La Parole divine donne à l’homme une mission procréatrice : Dans l’acte créateur même Dieu choisit de passer par l’homme et sa liberté pour mener à bien son dessein. Il est du devoir de l’homme d’œuvrer à cette fin. Jean Chrysostome montre que cette procréation, mission confiée par Dieu, est fruit de l’union des corps, qui est acte sacré en raison du « une seule chair ». Toutefois, la valeur du « une seule chair », liée à la génération de l’enfant, n’est pas tributaire de ce fruit : « c’est la cohabitation qui confond ces deux individualités en une seule »[4].
Une compréhension étriquée du donné révélé et des Pères de l’Église a pu placer la génération comme la fin ultime du mariage. Mais en reprenant Augustin, on voit qu’il la considère comme la fin naturelle du mariage, ce qui n’effleure même pas le mystère de grâce qui y réside. Balthasar[5] montre nettement que réduire la fin du mariage à la procréation fait perdre la dimension de don gratuit qu’est l’enfant : le troisième terme du mariage, qui compte comme premiers termes l’homme et la femme, n’est pas d’abord l’enfant mais « the meeting of their two freedoms ». Et cet objectif transcende les deux premiers termes, laisse la place à l’Esprit Saint, et c’est alors que peut s’ensuivre ce don qu’est l’enfant.      



[1] 18 Yahvé Dieu dit : « Il n'est pas bon que l'homme soit seul.

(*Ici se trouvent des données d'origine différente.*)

//! Remote service adapters
//!
//! Each adapter wraps one public HTTP API behind a small trait so the
//! coordinator can be tested without a network:
//!
//! | Trait | Implementation | Service |
//! |-------|----------------|---------|
//! | [`Geocoder`] | [`NominatimGeocoder`] | Nominatim free-text search |
//! | [`PoiSearch`] | [`OverpassPoiSearch`] | Overpass nearby features |
//! | [`Router`] | [`OsrmRouter`] | OSRM driving routes |
//! | [`WeatherService`] | [`OpenMeteoWeather`] | Open-Meteo current conditions |
//!
//! Trait methods never fail: transport and decoding errors are logged and
//! turned into empty results. The inherent `fetch` methods surface them for
//! callers such as the CLI that want to report the failure.
//!
//! ```ignore
//! use mapfence::provider::{AsyncReqwestClient, NominatimGeocoder, Geocoder};
//!
//! let http = AsyncReqwestClient::new()?;
//! let geocoder = NominatimGeocoder::new(http, "https://nominatim.openstreetmap.org");
//! let places = geocoder.search("India Gate").await;
//! ```

mod geocoder;
mod http;
mod poi;
mod router;
mod types;
mod weather;

pub use geocoder::{Geocoder, NominatimGeocoder, Place, DEFAULT_GEOCODER_URL, DEFAULT_MAX_PLACES};
pub use http::{AsyncHttpClient, AsyncReqwestClient, DEFAULT_HTTP_TIMEOUT_SECS, DEFAULT_USER_AGENT};
pub use poi::{
    OverpassPoiSearch, Poi, PoiQuery, PoiSearch, DEFAULT_MAX_POIS, DEFAULT_POI_KEYWORD,
    DEFAULT_POI_RADIUS_M, DEFAULT_POI_URL, UNNAMED_LABEL,
};
pub use router::{OsrmRouter, RoutePlan, RouteSummary, Router, DEFAULT_ROUTER_URL};
pub use types::ProviderError;
pub use weather::{OpenMeteoWeather, Weather, WeatherService, DEFAULT_WEATHER_URL};

#[cfg(test)]
pub use http::tests::MockAsyncHttpClient;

Il faut que je lui fasse une aide qui lui soit assortie ». 19 Yahvé Dieu modela encore du sol toutes les bêtes sauvages et tous les oiseaux du ciel, et il les amena à l'homme pour voir comment celui-ci les appellerait: chacun devait porter le nom que l'homme lui aurait donné. 20 L'homme donna des noms à tous les bestiaux, aux oiseaux du ciel et à toutes les bêtes sauvages, mais, pour un homme, il ne trouva pas l'aide qui lui fût assortie. 21 Alors Yahvé Dieu fit tomber une torpeur sur l'homme, qui s'endormit. Il prit une de ses côtes et referma la chair à sa place. 22 Puis, de la côte qu'il avait tirée de l'homme, Yahvé Dieu façonna une femme et l'amena à l'homme.

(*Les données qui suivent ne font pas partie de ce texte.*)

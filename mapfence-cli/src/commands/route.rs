//! Route command - plan a driving route.

use mapfence::coord::Coordinate;
use mapfence::provider::OsrmRouter;

use crate::error::CliError;
use crate::runner::CliRunner;

/// Run the route command.
pub async fn run(runner: &CliRunner, from: Coordinate, to: Coordinate) -> Result<(), CliError> {
    runner.log_startup("route");

    let router = OsrmRouter::new(runner.http_client()?, &runner.config().services.router_url);

    println!("Routing {} -> {}", from, to);
    let plan = router
        .fetch(from, to)
        .await
        .map_err(|error| CliError::Service {
            service: "Router",
            error,
        })?;

    match plan.summary() {
        Some(summary) => {
            println!("{}", summary);
            println!("  Points: {}", plan.polyline.len());
        }
        None => println!("No route found"),
    }

    Ok(())
}
//! Conversions from file settings into runtime component configuration.

use std::time::Duration;

use super::settings::ConfigFile;
use crate::app::{AppState, CoordinatorConfig, ServiceEndpoints};
use crate::map::TileSource;
use crate::provider::{AsyncReqwestClient, ProviderError};
use crate::tracking::{ReplaySource, UdpPositionSource};

impl ConfigFile {
    /// Endpoints and limits for the HTTP service stack.
    pub fn service_endpoints(&self) -> ServiceEndpoints {
        ServiceEndpoints {
            geocoder_url: self.services.geocoder_url.clone(),
            poi_url: self.services.poi_url.clone(),
            router_url: self.services.router_url.clone(),
            weather_url: self.services.weather_url.clone(),
            max_places: self.search.max_results,
            max_pois: self.poi.max_results,
        }
    }

    /// Builds the shared HTTP client.
    pub fn http_client(&self) -> Result<AsyncReqwestClient, ProviderError> {
        AsyncReqwestClient::with_options(self.http.timeout, &self.http.user_agent)
    }

    pub fn coordinator_config(&self) -> CoordinatorConfig {
        CoordinatorConfig {
            search_debounce: Duration::from_millis(self.search.debounce_ms),
            ..CoordinatorConfig::default()
        }
    }

    /// The state a fresh session starts from.
    pub fn initial_state(&self) -> AppState {
        AppState::new(self.map.center, self.map.zoom)
            .with_default_fence_radius(self.geofence.radius)
            .with_poi_defaults(self.poi.keyword.clone(), self.poi.radius)
    }

    pub fn tile_source(&self) -> TileSource {
        TileSource::new(self.services.tile_url.clone())
    }

    pub fn udp_source(&self) -> UdpPositionSource {
        UdpPositionSource::new(self.tracking.port)
    }

    /// The replay source, if a track file is configured.
    pub fn replay_source(&self) -> Option<ReplaySource> {
        self.tracking.replay_file.as_ref().map(|path| {
            ReplaySource::new(path.clone())
                .with_interval(Duration::from_millis(self.tracking.replay_interval_ms))
        })
    }
}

23 Alors celui-ci s'écria :
  « Pour le coup, c'est l'os de mes os
  et la chair de ma chair !
  Celle-ci sera appelée “femme”,
  car elle fut tirée de l'homme, celle-ci ! »

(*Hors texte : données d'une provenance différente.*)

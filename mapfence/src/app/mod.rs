//! Application coordinator
//!
//! All application state lives in one [`AppState`] value. Changes happen only
//! through [`reduce`], a pure function from `(state, action)` to
//! `(state, effects)`. The [`Coordinator`] runtime owns the state, runs the
//! effects (adapter calls, tracker start/stop, notifications) and publishes a
//! snapshot after every action.
//!
//! # Example
//!
//! ```ignore
//! use mapfence::app::{Coordinator, CoordinatorConfig, Intent};
//!
//! let handle = Coordinator::new(services, tracker, CoordinatorConfig::default()).start();
//! let mut alerts = handle.notifications();
//!
//! handle.dispatch(Intent::SetGeofenceHere { radius_m: None }).await?;
//! handle.dispatch(Intent::StartTracking).await?;
//!
//! while let Ok(alert) = alerts.recv().await {
//!     println!("{}", alert);
//! }
//! ```

mod action;
mod reducer;
mod runtime;
mod services;
mod state;

pub use action::{Action, Effect, Intent, Notification};
pub use reducer::reduce;
pub use runtime::{
    Coordinator, CoordinatorClosed, CoordinatorConfig, CoordinatorHandle, DEFAULT_SEARCH_DEBOUNCE,
};
pub use services::{HttpServices, MapServices, ServiceEndpoints, Services};
pub use state::{
    AppState, Marker, MarkerId, MarkerSource, PoiState, RouteRole, SearchState, TrackedPosition,
    DEFAULT_FENCE_RADIUS_M, DEFAULT_ZOOM,
};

24 C'est pourquoi l'homme quitte son père et sa mère et s'attache à sa femme, et ils deviennent une seule chair.
25 Or tous deux étaient nus, l'homme et sa femme, et ils n'avaient pas honte l'un devant l'autre.
[2] Jean Chrysostome, Homélie XII du commentaire sur l’épitre aux Colossiens, in Œuvres complètes, TXI, Guérin et Cie éditeur, Bar-le-Duc, 1867, p. 174.
[3] Ibidem.

[4] Idem, p. 175.

[5] H.U. von Balthasar, Spirit and institution, in Exploration in Theology IV, Ignatius Press, San Francisco, 1995 (1974), p. 218.